Task prompt:
Copy only what runs from the line containing "impl<T> OptionExt<T> for" through the end of the material below, line for line, with both ends included.

Information supplied:

/// Infrastructure layer modules
///
/// This layer provides concrete implementations for external system interactions:
/// - SCM providers (GitHub, GitLab) behind one capability trait
/// - Enrollment stores (in-memory, YAML file)
/// - Configuration files
pub mod filesystem;
pub mod scm;
pub mod store;

// Re-export commonly used types
pub use filesystem::config_store::{AppConfig, ConfigStore};
pub use scm::{ScmContext, ScmError, ScmFactory, ScmProvider};
pub use store::{EnrollmentStore, FileStore, MemoryStore, StoreError};
pub mod enrollment_status;
pub mod repo_name;
pub mod scm_type;

pub use enrollment_status::{EnrollmentStatus, EnrollmentStatusError};
pub use repo_name::{RepoNameError, StudentRepoName};
pub use scm_type::ScmType;
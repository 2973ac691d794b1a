use crate::common::error::ErrorKind;
use crate::domain::entities::{Course, Enrollment, Repository, RepositoryQuery, User};
use crate::domain::value_objects::enrollment_status::EnrollmentStatus;
use async_trait::async_trait;
use thiserror::Error;

/// Durable record of enrollments, courses, users and repositories
///
/// Status filters given as an empty slice match every status.
#[async_trait]
pub trait EnrollmentStore: Send + Sync {
    /// Record a new PENDING enrollment; Conflict if the pair already exists
    async fn create_enrollment(&self, user_id: u64, course_id: u64)
        -> Result<Enrollment, StoreError>;

    async fn get_enrollment(&self, user_id: u64, course_id: u64)
        -> Result<Enrollment, StoreError>;

    async fn get_enrollments_by_course(
        &self,
        course_id: u64,
        statuses: &[EnrollmentStatus],
    ) -> Result<Vec<Enrollment>, StoreError>;

    async fn set_pending(&self, user_id: u64, course_id: u64) -> Result<(), StoreError>;

    async fn reject_enrollment(&self, user_id: u64, course_id: u64) -> Result<(), StoreError>;

    async fn enroll_student(&self, user_id: u64, course_id: u64) -> Result<(), StoreError>;

    async fn enroll_teacher(&self, user_id: u64, course_id: u64) -> Result<(), StoreError>;

    async fn get_repositories(&self, query: &RepositoryQuery)
        -> Result<Vec<Repository>, StoreError>;

    /// Conflict if a USER repository already exists for the same (organization, user)
    async fn create_repository(&self, repository: &Repository) -> Result<(), StoreError>;

    async fn get_course(&self, course_id: u64) -> Result<Course, StoreError>;

    async fn get_courses(&self) -> Result<Vec<Course>, StoreError>;

    /// Courses in which the user holds one of `statuses`
    async fn get_courses_by_user(
        &self,
        user_id: u64,
        statuses: &[EnrollmentStatus],
    ) -> Result<Vec<Course>, StoreError>;

    async fn update_course(&self, course: &Course) -> Result<(), StoreError>;

    async fn get_user(&self, user_id: u64) -> Result<User, StoreError>;
}

/// Errors that can occur in store operations
#[derive(Error, Debug)]
pub enum StoreError {
    #[error("{entity} not found")]
    NotFound { entity: String },

    #[error("{entity} already exists")]
    Conflict { entity: String },

    #[error("Persistence failure: {message}")]
    Persistence { message: String },
}

impl StoreError {
    pub fn not_found(entity: impl Into<String>) -> Self {
        Self::NotFound {
            entity: entity.into(),
        }
    }

    pub fn conflict(entity: impl Into<String>) -> Self {
        Self::Conflict {
            entity: entity.into(),
        }
    }

    pub fn persistence(message: impl Into<String>) -> Self {
        Self::Persistence {
            message: message.into(),
        }
    }

    pub fn kind(&self) -> ErrorKind {
        match self {
            Self::NotFound { .. } => ErrorKind::NotFound,
            Self::Conflict { .. } => ErrorKind::Conflict,
            Self::Persistence { .. } => ErrorKind::Internal,
        }
    }
}

/// Turn a missing lookup result into [`StoreError::NotFound`]
pub trait OptionExt<T> {
    fn ok_or_not_found(self, entity: impl FnOnce() -> String) -> Result<T, StoreError>;
}

impl<T> OptionExt<T> for Option<T> {
    fn ok_or_not_found(self, entity: impl FnOnce() -> String) -> Result<T, StoreError> {
        self.ok_or_else(|| StoreError::not_found(entity()))
    }
}

pub(crate) fn enrollment_entity(user_id: u64, course_id: u64) -> String {
    format!("enrollment (user {}, course {})", user_id, course_id)
}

Solution to the exercise:
impl<T> OptionExt<T> for Option<T> {
    fn ok_or_not_found(self, entity: impl FnOnce() -> String) -> Result<T, StoreError> {
        self.ok_or_else(|| StoreError::not_found(entity()))
    }
}

pub(crate) fn enrollment_entity(user_id: u64, course_id: u64) -> String {
    format!("enrollment (user {}, course {})", user_id, course_id)
}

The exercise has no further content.